Published online by Cambridge University Press: 22 September 2009
Introduction
Estimates of the social and economic impacts of global warming indicate that it will become an increasingly salient issue for firms and governments – and for scholars who study international business–government relations – for at least the next several decades. For instance, an estimate based on a study by a team of scholars at the London School of Hygiene and Tropical Medicine is that global warming is now causing approximately 160,000 deaths per year from disease, malnutrition, and malaria, mostly in developing countries (Doyle, 2003). As for economic costs, the 2003 annual report of Swiss Reinsurance (available at http://www.swissre.com/) on developments in 2002 notes that the European storms and floods in Austria, Germany, the Czech Republic, and other countries of that year caused damages in excess of €18 billion. Further, a forecast by Munich Reinsurance (2003) suggests that the worldwide cost of climate changes associated with global warming will be approximately $150 billion per year by 2009.

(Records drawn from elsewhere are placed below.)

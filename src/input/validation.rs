//! Link and output-directory checks used by the input collector

use regex::Regex;
use std::fs::OpenOptions;
use std::path::Path;
use std::sync::atomic::{AtomicUsize, Ordering};

/// Query marker that identifies a playlist link
pub const PLAYLIST_MARKER: &str = "list=";

/// Checks if the given string is a recognised YouTube link
///
/// Accepts video, shorts, music, watch, embed and playlist URLs, with or
/// without scheme and `www.`.
pub fn is_valid_youtube_link(url: &str) -> bool {
    lazy_static::lazy_static! {
        static ref YOUTUBE_PATTERNS: Vec<Regex> = [
            r"(?i)^(https?://)?(www\.)?(youtube\.com|youtu\.?be)/.+(\?.*)?$",
            r"(?i)^(https?://)?(www\.)?youtube\.com/shorts/.+(\?.*)?$",
            r"(?i)^(https?://)?(music\.)?youtube\.com/.+(\?.*)?$",
            r"(?i)^(https?://)?(www\.)?youtube\.com/watch\?v=.+(&.*)?$",
            r"(?i)^(https?://)?(www\.)?youtube\.com/embed/.+(\?.*)?$",
            r"(?i)^(https?://)?(www\.)?youtube\.com/playlist\?list=.+$",
        ]
        .iter()
        .map(|pattern| Regex::new(pattern).unwrap())
        .collect();
    }

    let url = url.trim();
    YOUTUBE_PATTERNS.iter().any(|pattern| pattern.is_match(url))
}

/// True when the link points at a playlist
pub fn is_playlist_link(url: &str) -> bool {
    url.contains(PLAYLIST_MARKER)
}

/// True when `path` is an existing directory we can actually create files in
///
/// Mode bits alone miss read-only mounts and directories owned by someone
/// else, so this creates and removes a scratch file.
pub fn is_writable_dir(path: &Path) -> bool {
    static PROBE_COUNTER: AtomicUsize = AtomicUsize::new(0);

    if !path.is_dir() {
        return false;
    }

    let scratch = path.join(format!(
        ".tubeloader-write-check-{}-{}",
        std::process::id(),
        PROBE_COUNTER.fetch_add(1, Ordering::Relaxed)
    ));
    match OpenOptions::new().write(true).create_new(true).open(&scratch) {
        Ok(file) => {
            drop(file);
            let _ = std::fs::remove_file(&scratch);
            true
        }
        Err(_) => false,
    }
}
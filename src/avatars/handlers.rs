use axum::{extract::Multipart, extract::State, Json};
use serde::Serialize;
use tracing::instrument;

use crate::{
    error::ApiError,
    state::AppState,
    users::extractors::AuthUser,
};

use super::pipeline::{self, RawUpload};

#[derive(Debug, Serialize)]
pub struct AvatarResponse {
    #[serde(rename = "avatarURL")]
    pub avatar_url: String,
}

/// PATCH /users/avatars — multipart field named `avatar`, one file.
#[instrument(skip(state, user, multipart))]
pub async fn update_avatar(
    State(state): State<AppState>,
    AuthUser(user): AuthUser,
    mut multipart: Multipart,
) -> Result<Json<AvatarResponse>, ApiError> {
    let mut upload: Option<RawUpload> = None;
    while let Some(field) = multipart
        .next_field()
        .await
        .map_err(|e| ApiError::InvalidUpload(e.to_string()))?
    {
        if field.name() == Some("avatar") {
            let content_type = field
                .content_type()
                .unwrap_or("application/octet-stream")
                .to_string();
            let bytes = field
                .bytes()
                .await
                .map_err(|e| ApiError::InvalidUpload(e.to_string()))?;
            upload = Some(RawUpload {
                bytes,
                content_type,
            });
            break;
        }
    }

    let upload = upload.ok_or_else(|| ApiError::InvalidUpload("avatar file is required".into()))?;
    let avatar_url = pipeline::ingest(&state, user.id, upload).await?;

    Ok(Json(AvatarResponse { avatar_url }))
}
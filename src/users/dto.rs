use serde::{Deserialize, Serialize};

use crate::users::repo::Subscription;

/// Request body for registration.
#[derive(Debug, Deserialize)]
pub struct SignupRequest {
    pub email: String,
    pub password: String,
    #[serde(default)]
    pub subscription: Option<Subscription>,
}

/// Response returned after registration. Never echoes the verification
/// token or the password hash.
#[derive(Debug, Serialize)]
pub struct SignupResponse {
    pub subscription: Subscription,
}

/// Request body for login.
#[derive(Debug, Deserialize)]
pub struct LoginRequest {
    pub email: String,
    pub password: String,
}

/// Public part of the user returned to the client.
#[derive(Debug, Serialize)]
pub struct PublicUser {
    pub email: String,
    pub subscription: Subscription,
}

/// Response returned after login.
#[derive(Debug, Serialize)]
pub struct LoginResponse {
    pub token: String,
    pub user: PublicUser,
}

/// Request body for re-sending the verification email.
#[derive(Debug, Deserialize)]
pub struct ResendVerificationRequest {
    pub email: String,
}

#[derive(Debug, Serialize)]
pub struct MessageResponse {
    pub message: String,
}

#[cfg(test)]
mod tests {
    use super::*;

    #[test]
    fn login_response_carries_token_and_public_user() {
        let response = LoginResponse {
            token: "jwt-token".into(),
            user: PublicUser {
                email: "alice@example.com".into(),
                subscription: Subscription::Starter,
            },
        };
        let json = serde_json::to_value(&response).unwrap();
        assert_eq!(json["token"], "jwt-token");
        assert_eq!(json["user"]["email"], "alice@example.com");
        assert_eq!(json["user"]["subscription"], "starter");
    }

    #[test]
    fn signup_request_subscription_is_optional() {
        let request: SignupRequest =
            serde_json::from_str(r#"{"email":"a@b.co","password":"Passw0rd!"}"#).unwrap();
        assert!(request.subscription.is_none());

        let request: SignupRequest = serde_json::from_str(
            r#"{"email":"a@b.co","password":"Passw0rd!","subscription":"pro"}"#,
        )
        .unwrap();
        assert_eq!(request.subscription, Some(Subscription::Pro));
    }
}
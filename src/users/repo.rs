use serde::{Deserialize, Serialize};
use sqlx::{FromRow, PgPool};
use time::OffsetDateTime;
use uuid::Uuid;

use crate::error::ApiError;

/// Subscription tier of an account.
#[derive(Debug, Clone, Copy, Default, PartialEq, Eq, Serialize, Deserialize, sqlx::Type)]
#[serde(rename_all = "lowercase")]
#[sqlx(type_name = "subscription_tier", rename_all = "lowercase")]
pub enum Subscription {
    #[default]
    Starter,
    Pro,
    Business,
}

/// User record in the database.
///
/// `verification_token` is non-empty exactly while `verify` is false.
/// `session_token` holds the literal last-issued JWT; any earlier token is
/// rejected by the bearer gate once superseded or cleared.
#[derive(Debug, Clone, Serialize, Deserialize, FromRow)]
pub struct User {
    pub id: Uuid,
    pub email: String,
    #[serde(skip_serializing)]
    pub password_hash: String,
    pub verify: bool,
    #[serde(skip_serializing)]
    pub verification_token: String,
    pub subscription: Subscription,
    #[serde(skip_serializing)]
    pub session_token: Option<String>,
    pub avatar_url: String,
    pub created_at: OffsetDateTime,
}

const USER_COLUMNS: &str = "id, email, password_hash, verify, verification_token, \
     subscription, session_token, avatar_url, created_at";

impl User {
    /// Insert a new, unverified user. An insert racing a duplicate email
    /// surfaces as `EmailInUse` via the unique index.
    pub async fn create(
        db: &PgPool,
        email: &str,
        password_hash: &str,
        subscription: Subscription,
        verification_token: &str,
    ) -> Result<User, ApiError> {
        let sql = format!(
            "INSERT INTO users (email, password_hash, subscription, verification_token) \
             VALUES ($1, $2, $3, $4) RETURNING {USER_COLUMNS}"
        );
        sqlx::query_as::<_, User>(&sql)
            .bind(email)
            .bind(password_hash)
            .bind(subscription)
            .bind(verification_token)
            .fetch_one(db)
            .await
            .map_err(|e| match &e {
                sqlx::Error::Database(db_err) if db_err.code().as_deref() == Some("23505") => {
                    ApiError::EmailInUse
                }
                _ => ApiError::Internal(e.into()),
            })
    }

    pub async fn find_by_email(db: &PgPool, email: &str) -> anyhow::Result<Option<User>> {
        let sql = format!("SELECT {USER_COLUMNS} FROM users WHERE email = $1");
        let user = sqlx::query_as::<_, User>(&sql)
            .bind(email)
            .fetch_optional(db)
            .await?;
        Ok(user)
    }

    pub async fn find_by_id(db: &PgPool, id: Uuid) -> anyhow::Result<Option<User>> {
        let sql = format!("SELECT {USER_COLUMNS} FROM users WHERE id = $1");
        let user = sqlx::query_as::<_, User>(&sql)
            .bind(id)
            .fetch_optional(db)
            .await?;
        Ok(user)
    }

    /// Flip `verify` and clear the token in one statement. Returns None for
    /// an unknown token, which also covers an already-consumed one: once
    /// cleared, the same token is indistinguishable from never having
    /// existed. That is the intended terminal state.
    pub async fn confirm_verification(db: &PgPool, token: &str) -> anyhow::Result<Option<User>> {
        let sql = format!(
            "UPDATE users SET verify = TRUE, verification_token = '' \
             WHERE verification_token = $1 AND verification_token <> '' \
             RETURNING {USER_COLUMNS}"
        );
        let user = sqlx::query_as::<_, User>(&sql)
            .bind(token)
            .fetch_optional(db)
            .await?;
        Ok(user)
    }

    /// Set (login) or clear (logout) the stored session token. Concurrent
    /// writers resolve last-writer-wins; returns the number of rows touched.
    pub async fn set_session_token(
        db: &PgPool,
        id: Uuid,
        token: Option<&str>,
    ) -> anyhow::Result<u64> {
        let result = sqlx::query("UPDATE users SET session_token = $2 WHERE id = $1")
            .bind(id)
            .bind(token)
            .execute(db)
            .await?;
        Ok(result.rows_affected())
    }

    /// Point the record at a newly published avatar. Zero rows means the
    /// user vanished between the gate and the link step.
    pub async fn set_avatar_url(db: &PgPool, id: Uuid, url: &str) -> anyhow::Result<u64> {
        let result = sqlx::query("UPDATE users SET avatar_url = $2 WHERE id = $1")
            .bind(id)
            .bind(url)
            .execute(db)
            .await?;
        Ok(result.rows_affected())
    }
}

Despite the inherent uncertainties in such estimates, there is a consensus among specialists in the science and economics of global warming that the trends for these and other costs will increase for decades into the future (more in the next section about these trends). Estimates such as these, as well as continuing advances in the scientific understanding of global warming and its impacts, have put global warming on the agendas of firms and governments.